You'd think it would be as easy as pushing an 'I' for infrared or an 'S' for sonar. Nope. You have to input as many as a dozen commands just to change which output signal is fed into the monitor.'
Troy was impressed. Not just by the ocean telescope system, but also by the way Carol, a woman admittedly not educated in engineering or electronics, had clearly grasped the essentials of it. 'The infrared part of the telescope must measure thermal radiation,' he said slowly, 'if I remember my high school physics correctly. But how would underwater thermal variations tell you anything about whales?'
At this point Nick Williams shook his head and turned away from the screen. He recognized that he was hopelessly out of his intellectual element with all these engineering terms and he was more than a little embarrassed to admit his total ignorance in front of Carol and Troy. Nick also didn't believe for an instant that Carol had brought all this electronic wizardry on board to find whales that had strayed from their migration route. He walked over to the small refrigerator and pulled out another beer. 'And what we're going to do for the next two hours, if I understand it correctly, is ride around in the boat while you look for whales on that screen?'
Nick's derisive comment carried with it an unmistakable challenge. It intruded upon the warm and friendly rapport that had been created between Carol and Troy. She allowed herself to become irritated again by Nick's attitude and fired back her own verbal fusillade. 'That was the plan, Mister Williams, as I told you when we left Key West. But Troy tells me that you're something of a treasure hunter. Or at least were some years ago. And since you seem to have convinced yourself that treasure is really what I'm after, perhaps you'd like to sit here next to me and look at the same pictures to make sure I don't miss any whales. Or treasure, as the case may be.'
Nick and Carol glared at each other for a few moments. Then Troy stepped between them. 'Look, Professor ... and you too, angel ... I don't pretend to understand why you two insist on pissing each other off. But it's a pain in the ass for me. Can't you just cool it for a while? After all,' Troy added, looking first at Nick and then at Carol, 'if you two go for a dive, you're partners. Your lives may depend on one another. So knock it off.'
Carol shrugged her shoulders and nodded. 'Okay by me,' she said. But seeing no immediate response from Nick, she couldn't resist another shot. 'Provided that Mr. Williams recognizes his responsibility as a PADI member and stays sober enough to dive.'
Nick's eyes flashed angrily. Then he walked over to the deck railing and dramatically poured his new beer into the ocean. 'Don't worry about me, sweetheart,' he said, forcing a smile, 'I can take care of myself. You just worry about what you do.'
The ocean telescope microprocessor contained a special alarm subroutine that sounded a noise like a telephone ring whenever the programmed alarm conditions were triggered. At Carol's request, Dale Michaels had personally adapted the normal alarming algorithm just before she left for Key West so that it would react to either a large creature moving across the field of view or a stationary 'unknown' object of significant size. After he had finished the logic design for the small change and sent it to his software department for top priority coding and testing, Dale had smiled to himself. He was amused by his complicity with Carol. This piece of technological subterfuge would certainly convince Carol's companions, whoever they might be, that she was earnest in her search for whales. At the same time, the alarm would also sound if what Carol was really seeking, supposedly an errant (and secret) Navy missile currently under development, appeared on the ocean floor underneath the boat.

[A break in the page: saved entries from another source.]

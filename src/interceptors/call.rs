use std::sync::Arc;

use async_trait::async_trait;

use super::{Interceptor, Next};
use crate::commands::{Command, Reply};
use crate::container::DataContainer;
use crate::context::InvocationContext;
use crate::error::Result;
use crate::stats::CacheStats;

/// Terminal stage: applies the command to the data container
pub struct CallInterceptor {
    container: Arc<DataContainer>,
    stats: Arc<CacheStats>,
}

impl CallInterceptor {
    pub const NAME: &'static str = "call";

    pub fn new(container: Arc<DataContainer>, stats: Arc<CacheStats>) -> Self {
        Self { container, stats }
    }
}

#[async_trait]
impl Interceptor for CallInterceptor {
    fn name(&self) -> &'static str {
        Self::NAME
    }

    async fn handle(&self, _ctx: &mut InvocationContext, command: Command, _next: Next<'_>) -> Result<Reply> {
        let reply = match command {
            Command::Put(put) => {
                let previous = self
                    .container
                    .put(put.key, put.value, put.lifespan_ms, put.max_idle_ms, put.created_ms);
                self.stats.record_store();
                Reply::Value(previous.map(|e| e.value().clone()))
            }
            Command::Remove(remove) => {
                let previous = self.container.remove(&remove.key);
                if previous.is_some() {
                    self.stats.record_removal();
                }
                Reply::Value(previous.map(|e| e.value().clone()))
            }
            Command::Clear(_) => {
                self.container.clear();
                Reply::None
            }
            Command::Get(get) => match self.container.get(&get.key) {
                Some(entry) => {
                    self.stats.record_hit();
                    Reply::Value(Some(entry.value().clone()))
                }
                None => {
                    self.stats.record_miss();
                    Reply::Value(None)
                }
            },
            Command::ContainsKey(contains) => Reply::Bool(self.container.contains_key(&contains.key)),
            Command::Size => Reply::Size(self.container.size()),
            Command::KeySet => Reply::Objects(self.container.keys()),
            Command::Values => Reply::Objects(self.container.values()),
            Command::EntrySet => Reply::Entries(
                self.container
                    .entries()
                    .into_iter()
                    .map(|e| (e.key().clone(), e.value().clone()))
                    .collect(),
            ),
        };
        Ok(reply)
    }
}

The basic structure for both alarm algorithms was easy to understand. To identify a moving animal, it was sufficient to overlay two or three images taken less than a second apart (at any wavelength, although there was greater accuracy in the process with the sharper visual images), and then compare the data using the knowledge that most of the scene should be unchanged. Significant miscompares (connected areas in the overlay that differed from image to image) would suggest the presence of a large moving creature.